This is very good stuff. It follows the pattern of how my best economics teachers explained things. I would like to see more!

Niklas Blanchard writes:

The seeming paradox is that you can easily explain these concepts to children. I believe that Sumner even states that kids on a playground intuitively understand comparative advantage. Auction-type markets happen all the time in the lunchroom, so it's easy to get a feel for supply and demand.

It's adults, who have built up priors and biases over the years, who seem to have the problem understanding basic economic concepts.

Greg Ransom writes:

Counterintuitive Claim: interest rate manipulations can alter the time shape of production processes and the consumption plans of individuals in structurally incompatible patterns.

Evan writes:

Counterintuitive claim (falls under the strict labor market regulation claim, but even more counterintuitive):

Restricting private employers from paying employees below an arbitrary point is bad for the average worker and growth because it inhibits the number of possibly available jobs.

I have real trouble explaining that one in an intuitive manner.

Matthew Gunn writes:

Counter-intuitive claim: A steady flow of around a million immigrants per year taking jobs in the United States doesn't increase the unemployment rate of natural born Americans.

Prakhar Goel writes:

Bryan,

You are not cherry picking so much as ignoring the problem entirely.
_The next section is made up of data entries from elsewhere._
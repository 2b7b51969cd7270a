//! Centralized configuration for Ebbtide.
//!
//! Tunable engine parameters live here; the user-defined rule set and
//! ignore list load separately from an operator-supplied sweep file, which
//! is validated before it is accepted.

use std::path::Path;
use std::time::Duration;

use serde::Deserialize;

use crate::queue::IgnoreList;
use crate::rules::{RuleSet, ValidationOutcome, validate_rule_set};

/// Central configuration for all Ebbtide components.
#[derive(Debug, Clone, Default)]
pub struct EbbtideConfig {
    pub queue: QueueConfig,
    pub strikes: StrikeConfig,
}

/// Queue-check behavior outside the rule engine.
#[derive(Debug, Clone)]
pub struct QueueConfig {
    /// Strikes before a torrent stuck fetching metadata is removed
    /// (0 disables the metadata check)
    pub metadata_max_strikes: u16,
}

impl Default for QueueConfig {
    fn default() -> Self {
        Self {
            metadata_max_strikes: 5,
        }
    }
}

/// Lifetimes for the shared strike ledger and progress baseline cache.
#[derive(Debug, Clone)]
pub struct StrikeConfig {
    /// Untouched strike entries expire after this long
    pub ledger_ttl: Duration,
    /// Untouched progress baselines expire after this long
    pub baseline_ttl: Duration,
}

impl Default for StrikeConfig {
    fn default() -> Self {
        Self {
            ledger_ttl: Duration::from_secs(72 * 3600),   // 3 days
            baseline_ttl: Duration::from_secs(72 * 3600), // 3 days
        }
    }
}

impl EbbtideConfig {
    /// Creates configuration from environment variables with fallback to
    /// defaults.
    ///
    /// Supported: `EBBTIDE_METADATA_MAX_STRIKES`, `EBBTIDE_STRIKE_TTL_HOURS`.
    pub fn from_env() -> Self {
        let mut config = Self::default();

        if let Ok(strikes) = std::env::var("EBBTIDE_METADATA_MAX_STRIKES")
            && let Ok(value) = strikes.parse()
        {
            config.queue.metadata_max_strikes = value;
        }

        if let Ok(hours) = std::env::var("EBBTIDE_STRIKE_TTL_HOURS")
            && let Ok(value) = hours.parse::<u64>()
        {
            let ttl = Duration::from_secs(value * 3600);
            config.strikes.ledger_ttl = ttl;
            config.strikes.baseline_ttl = ttl;
        }

        config
    }
}

/// Operator-supplied sweep configuration: rules plus ignore list.
#[derive(Debug, Clone, Default, Deserialize)]
pub struct SweepFile {
    #[serde(default)]
    pub rules: RuleSet,
    #[serde(default)]
    pub ignore: IgnoreList,
}

/// Errors loading or validating a sweep file.
#[derive(Debug, thiserror::Error)]
pub enum ConfigError {
    #[error("failed to read sweep file: {0}")]
    Io(#[from] std::io::Error),

    #[error("failed to parse sweep file: {0}")]
    Parse(#[from] serde_json::Error),

    #[error("rule set rejected: {reason}")]
    Conflict {
        reason: String,
        outcome: ValidationOutcome,
    },
}

impl SweepFile {
    /// Loads and validates a sweep file.
    ///
    /// A rule set failing interval validation is rejected here, before any
    /// evaluation can run against it.
    ///
    /// # Errors
    /// - `ConfigError::Io` - File unreadable
    /// - `ConfigError::Parse` - Malformed JSON or invalid field values
    /// - `ConfigError::Conflict` - Enabled rules with overlapping ranges
    pub fn load(path: impl AsRef<Path>) -> Result<Self, ConfigError> {
        let raw = std::fs::read_to_string(path)?;
        let file: SweepFile = serde_json::from_str(&raw)?;

        let outcome = validate_rule_set(&file.rules);
        if !outcome.is_valid {
            return Err(ConfigError::Conflict {
                reason: outcome
                    .message
                    .clone()
                    .unwrap_or_else(|| "overlapping rule ranges".to_string()),
                outcome,
            });
        }
        Ok(file)
    }
}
These beliefs are not held because they are right or wrong or due to some understanding. They are held because they are beneficial to organized interest groups vs. a very large disorganized majority.

#1 Free trade makes countries richer.

Yes, but it also forces a painful redistribution of jobs which job holders (in the cloth, auto, and paper industries for example) would like to dearly avoid.

#2 Strict labor regulation is bad for workers.

Correction: it is worse for new workers. The incumbents are served quite well.

#3 Egalitarian socialism creates poverty.

Once again, egalitarian socialism is to the benefit (short term at least) of the ones who are the recipients of wealth redistribution.

#4 Prices are determined by supply and demand.

Price fixing is definitely a boon to either a small set of customers or an even smaller set of sellers.

In each of these cases, the larger majority simply does not care. They have better things to do. Even if counter productive policies do get passed, the cost to each individual member of the majority is minuscule (per policy). Thus the organized minority spends significant resources on its pet policy while the majority either ignores the issue all together or, after listening to the "reasonings" of the minority, proceeds to act in a complete irrational manner (as you demonstrated in Myth of the Rational Voter). Your arguments, intuitive, correct, or not, are never given an adequate platform in the first place.

PS. If you are continuing your reading on social science, may I recommend Political Parties by Michels and Mind and Society by Pareto (assuming that you have not read them already).

Nathan writes:

Evan:

My attempt. Workers are selling their labor. A minimum wage says you can't sell an hour of labor for below a certain amount. If there were a law saying supermarkets couldn't sell bananas for less than a certain amount, you'd buy fewer bananas. A minimum wage means that employers buy fewer hours of labor, i.e., fewer jobs.

Alex writes:

Evan: If the minimum wage was a trillion dollars an hour, do you think anyone would ever get hired for anything?

Matthew Gunn writes:

Just a quick followup. I love the Milton Friedman quote, "Most economic fallacies derive from the tendency to assume that there is a fixed pie, that one party can gain only at the expense of another."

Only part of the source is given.